The Public Affairs Section of the U. S. Embassy Rangoon of the U. S. Department of State announce an open competition for a cooperative agreement to develop and implement a Young Southeast Asian Leaders Initiative (YSEALI) Regional Workshop on Countering Online Disinformation and Hate Speech in Southeast Asia.
This workshop will bring together young civil society activists, communicators, educators, journalists, social media representatives and policymakers interested in finding new ways to address the disinformation and propaganda problem in Southeast Asia.
Special attention in the program will be given to the situation in Myanmar and how it is being portrayed within ASEAN.
The main element of the program will be a three-day workshop to be held in Thailand.
The awarding of this NOFO is pending an availability of funding.
Please carefully follow all instructions below.

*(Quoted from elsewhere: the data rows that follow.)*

//! Asset instances
//!
//! An asset instance is a beacon proxy whose token ledger lives in its own
//! storage ([`AssetState`]) and whose behavior comes from the implementation
//! its beacon currently serves ([`AssetLogic`]). Two families exist:
//!
//! - [`BondingToken`]: reserved assets priced on a bonding curve, holding
//!   their native reserve as the instance's own balance
//! - [`PlainToken`]: reserveless assets with optional owner mint, holder burn
//!   and a supply cap
//!
//! The ERC-20 surface (`transfer`, `approve`, `transferFrom`, `permit`) is
//! provided once as default trait methods.

pub mod abi;
pub mod bonding;
pub mod permit;
pub mod plain;
pub mod state;

pub use bonding::BondingToken;
pub use permit::Permit;
pub use plain::PlainToken;
pub use state::{asset_slot, AssetProfile, AssetState};

use crate::error::{LedgerError, LedgerResult};
use crate::ledger::Ledger;
use ethereum_types::{Address, H256, U256};
use launch_types::Family;
use std::fmt;
use std::sync::Arc;
use tracing::debug;

/// Call context handed to asset logic
#[derive(Debug, Clone, Copy, PartialEq, Eq)]
pub struct Frame {
    /// The instance being executed
    pub this: Address,
    /// Immediate caller
    pub sender: Address,
    /// Native value attached, already credited to `this`
    pub value: U256,
}

pub(crate) fn emit_transfer(ledger: &mut Ledger, this: Address, from: Address, to: Address, value: U256) {
    let (topics, data) = abi::pair_log(&abi::transfer_event(), from, to, value);
    ledger.emit(this, topics, data);
}

pub(crate) fn emit_approval(
    ledger: &mut Ledger,
    this: Address,
    owner: Address,
    spender: Address,
    value: U256,
) {
    let (topics, data) = abi::pair_log(&abi::approval_event(), owner, spender, value);
    ledger.emit(this, topics, data);
}

/// Behavior shared by every instance behind one implementation
pub trait AssetLogic: fmt::Debug + Send + Sync {
    fn family(&self) -> Family;

    /// Implementation revision, observable after upgrades
    fn version(&self) -> u32;

    /// Decode `data` and create the instance's storage
    fn initialize(&self, ledger: &mut Ledger, frame: Frame, data: &[u8]) -> LedgerResult<()>;

    fn symbol(&self, ledger: &Ledger, this: Address) -> LedgerResult<String> {
        Ok(ledger.asset_state(this)?.symbol.clone())
    }

    fn transfer(&self, ledger: &mut Ledger, frame: Frame, to: Address, amount: U256) -> LedgerResult<()> {
        if to.is_zero() {
            return Err(LedgerError::InvalidReceiver(to));
        }
        ledger
            .asset_state_mut(frame.this)?
            .move_balance(frame.sender, to, amount)?;
        emit_transfer(ledger, frame.this, frame.sender, to, amount);
        Ok(())
    }

    fn approve(
        &self,
        ledger: &mut Ledger,
        frame: Frame,
        spender: Address,
        amount: U256,
    ) -> LedgerResult<()> {
        ledger
            .asset_state_mut(frame.this)?
            .set_allowance(frame.sender, spender, amount);
        emit_approval(ledger, frame.this, frame.sender, spender, amount);
        Ok(())
    }

    fn transfer_from(
        &self,
        ledger: &mut Ledger,
        frame: Frame,
        from: Address,
        to: Address,
        amount: U256,
    ) -> LedgerResult<()> {
        if to.is_zero() {
            return Err(LedgerError::InvalidReceiver(to));
        }
        let state = ledger.asset_state_mut(frame.this)?;
        state.spend_allowance(from, frame.sender, amount)?;
        state.move_balance(from, to, amount)?;
        emit_transfer(ledger, frame.this, from, to, amount);
        Ok(())
    }

    fn permit(&self, ledger: &mut Ledger, frame: Frame, permit: &Permit) -> LedgerResult<()> {
        let now = ledger.timestamp();
        if permit.deadline < U256::from(now) {
            return Err(LedgerError::PermitExpired {
                deadline: permit.deadline,
                now,
            });
        }

        let state = ledger.asset_state(frame.this)?;
        let domain = permit::domain_separator(&state.name, ledger.chain_id(), frame.this);
        let digest = permit::permit_digest(
            domain,
            permit.owner,
            permit.spender,
            permit.value,
            state.nonce(permit.owner),
            permit.deadline,
        );
        let recovered = permit::recover(digest, permit.v, permit.r, permit.s)?;
        if recovered != permit.owner {
            return Err(LedgerError::InvalidSigner {
                recovered,
                expected: permit.owner,
            });
        }

        let state = ledger.asset_state_mut(frame.this)?;
        state.consume_nonce(permit.owner);
        state.set_allowance(permit.owner, permit.spender, permit.value);
        emit_approval(ledger, frame.this, permit.owner, permit.spender, permit.value);
        debug!("Permit accepted for {:?} -> {:?}", permit.owner, permit.spender);
        Ok(())
    }

    /// Reserve paid out for selling `amount_in` tokens
    fn quote_sell(&self, _ledger: &Ledger, _this: Address, _amount_in: U256) -> LedgerResult<U256> {
        Err(LedgerError::Unsupported("quote_sell"))
    }

    /// Tokens received for depositing `value` reserve
    fn quote_buy(&self, _ledger: &Ledger, _this: Address, _value: U256) -> LedgerResult<U256> {
        Err(LedgerError::Unsupported("quote_buy"))
    }

    fn buy(&self, _ledger: &mut Ledger, _frame: Frame, _min_out: U256, _to: Address) -> LedgerResult<U256> {
        Err(LedgerError::Unsupported("buy"))
    }

    fn sell(
        &self,
        _ledger: &mut Ledger,
        _frame: Frame,
        _amount_in: U256,
        _min_out: U256,
        _to: Address,
    ) -> LedgerResult<U256> {
        Err(LedgerError::Unsupported("sell"))
    }

    fn mint(&self, _ledger: &mut Ledger, _frame: Frame, _to: Address, _amount: U256) -> LedgerResult<()> {
        Err(LedgerError::Unsupported("mint"))
    }

    fn burn(&self, _ledger: &mut Ledger, _frame: Frame, _amount: U256) -> LedgerResult<()> {
        Err(LedgerError::Unsupported("burn"))
    }
}

/// Read-only handle to one instance
///
/// Reads resolve the implementation first, so an instance whose beacon
/// serves no implementation is unreadable, just as it is uncallable.
#[derive(Debug, Clone, Copy)]
pub struct AssetView<'a> {
    ledger: &'a Ledger,
    token: Address,
}

impl<'a> AssetView<'a> {
    pub(crate) fn new(ledger: &'a Ledger, token: Address) -> Self {
        Self { ledger, token }
    }

    pub fn address(&self) -> Address {
        self.token
    }

    pub fn logic(&self) -> LedgerResult<Arc<dyn AssetLogic>> {
        self.ledger.resolve_logic(self.token)
    }

    fn state(&self) -> LedgerResult<&'a AssetState> {
        self.logic()?;
        self.ledger.asset_state(self.token)
    }

    pub fn symbol(&self) -> LedgerResult<String> {
        self.logic()?.symbol(self.ledger, self.token)
    }

    /// `symbol()` as a capability check: `None` for anything that cannot answer
    pub fn try_symbol(&self) -> Option<String> {
        self.symbol().ok()
    }

    pub fn name(&self) -> LedgerResult<String> {
        Ok(self.state()?.name.clone())
    }

    pub fn identity(&self) -> LedgerResult<String> {
        Ok(self.state()?.identity.clone())
    }

    pub fn family(&self) -> LedgerResult<Family> {
        Ok(self.logic()?.family())
    }

    pub fn version(&self) -> LedgerResult<u32> {
        Ok(self.logic()?.version())
    }

    pub fn profile(&self) -> LedgerResult<AssetProfile> {
        Ok(self.state()?.profile.clone())
    }

    pub fn total_supply(&self) -> LedgerResult<U256> {
        Ok(self.state()?.total_supply)
    }

    pub fn balance_of(&self, owner: Address) -> LedgerResult<U256> {
        Ok(self.state()?.balance_of(owner))
    }

    pub fn allowance(&self, owner: Address, spender: Address) -> LedgerResult<U256> {
        Ok(self.state()?.allowance(owner, spender))
    }

    pub fn nonces(&self, owner: Address) -> LedgerResult<U256> {
        Ok(self.state()?.nonce(owner))
    }

    /// Native balance held by the instance
    pub fn reserve(&self) -> U256 {
        self.ledger.balance_of(self.token)
    }

    pub fn domain_separator(&self) -> LedgerResult<H256> {
        let state = self.state()?;
        Ok(permit::domain_separator(
            &state.name,
            self.ledger.chain_id(),
            self.token,
        ))
    }

    pub fn quote_sell(&self, amount_in: U256) -> LedgerResult<U256> {
        self.logic()?.quote_sell(self.ledger, self.token, amount_in)
    }

    pub fn quote_buy(&self, value: U256) -> LedgerResult<U256> {
        self.logic()?.quote_buy(self.ledger, self.token, value)
    }
}

/// Mutating handle to one instance; each call is all-or-nothing
#[derive(Debug)]
pub struct AssetClient<'a> {
    ledger: &'a mut Ledger,
    token: Address,
}

impl<'a> AssetClient<'a> {
    pub(crate) fn new(ledger: &'a mut Ledger, token: Address) -> Self {
        Self { ledger, token }
    }

    pub fn view(&self) -> AssetView<'_> {
        AssetView::new(self.ledger, self.token)
    }

    fn call<T, F>(&mut self, sender: Address, value: U256, body: F) -> LedgerResult<T>
    where
        F: FnOnce(&dyn AssetLogic, &mut Ledger, Frame) -> LedgerResult<T>,
    {
        let token = self.token;
        self.ledger.atomically(|ledger| {
            let logic = ledger.resolve_logic(token)?;
            ledger.transfer_value(sender, token, value)?;
            let frame = Frame {
                this: token,
                sender,
                value,
            };
            body(logic.as_ref(), ledger, frame)
        })
    }

    pub fn transfer(&mut self, sender: Address, to: Address, amount: U256) -> LedgerResult<()> {
        self.call(sender, U256::zero(), |logic, ledger, frame| {
            logic.transfer(ledger, frame, to, amount)
        })
    }

    pub fn approve(&mut self, sender: Address, spender: Address, amount: U256) -> LedgerResult<()> {
        self.call(sender, U256::zero(), |logic, ledger, frame| {
            logic.approve(ledger, frame, spender, amount)
        })
    }

    pub fn transfer_from(
        &mut self,
        sender: Address,
        from: Address,
        to: Address,
        amount: U256,
    ) -> LedgerResult<()> {
        self.call(sender, U256::zero(), |logic, ledger, frame| {
            logic.transfer_from(ledger, frame, from, to, amount)
        })
    }

    pub fn permit(&mut self, sender: Address, permit: &Permit) -> LedgerResult<()> {
        self.call(sender, U256::zero(), |logic, ledger, frame| {
            logic.permit(ledger, frame, permit)
        })
    }

    /// Deposit `value` native units, minting at least `min_out` to `to`
    pub fn buy(&mut self, sender: Address, value: U256, min_out: U256, to: Address) -> LedgerResult<U256> {
        self.call(sender, value, |logic, ledger, frame| {
            logic.buy(ledger, frame, min_out, to)
        })
    }

    /// Burn `amount_in` of the sender's tokens, paying at least `min_out` to `to`
    pub fn sell(
        &mut self,
        sender: Address,
        amount_in: U256,
        min_out: U256,
        to: Address,
    ) -> LedgerResult<U256> {
        self.call(sender, U256::zero(), |logic, ledger, frame| {
            logic.sell(ledger, frame, amount_in, min_out, to)
        })
    }

    pub fn mint(&mut self, sender: Address, to: Address, amount: U256) -> LedgerResult<()> {
        self.call(sender, U256::zero(), |logic, ledger, frame| {
            logic.mint(ledger, frame, to, amount)
        })
    }

    pub fn burn(&mut self, sender: Address, amount: U256) -> LedgerResult<()> {
        self.call(sender, U256::zero(), |logic, ledger, frame| {
            logic.burn(ledger, frame, amount)
        })
    }
}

Brunei, Cambodia, Indonesia, Malaysia, Myanmar, Philippines, Laos, Singapore, Thailand, Vietnam, and Timor-Leste.
YSEALI is the U. S. government’s signature initiative to engage emerging leaders in Southeast Asia.
The program aims to create a network of young Southeast Asian leaders who work across national borders to solve common problems.
Through a variety of programs and engagements, YSEALI seeks to build the leadership capabilities of youth in the region, strengthen ties between the United States and Southeast Asia, and nurture a community of leaders who work across borders to solve shared issues.
YSEALI is open to young leaders ages 18-35 who are both citizens and residents of the Association of Southeast Asian Nations (ASEAN) member countries (Brunei, Burma, Cambodia, Indonesia, Laos, Malaysia, the Philippines, Singapore, Thailand, and Vietnam) or Timor-Leste.
Responding to priorities from youth in the ASEAN region, YSEALI programs focus on four themes (Civic Engagement, Economic Empowerment and Social Entrepreneurship, Education and Environmental Issues).
One component of YSEALI is the annual Regional Workshops held across Southeast Asia on strategic topics.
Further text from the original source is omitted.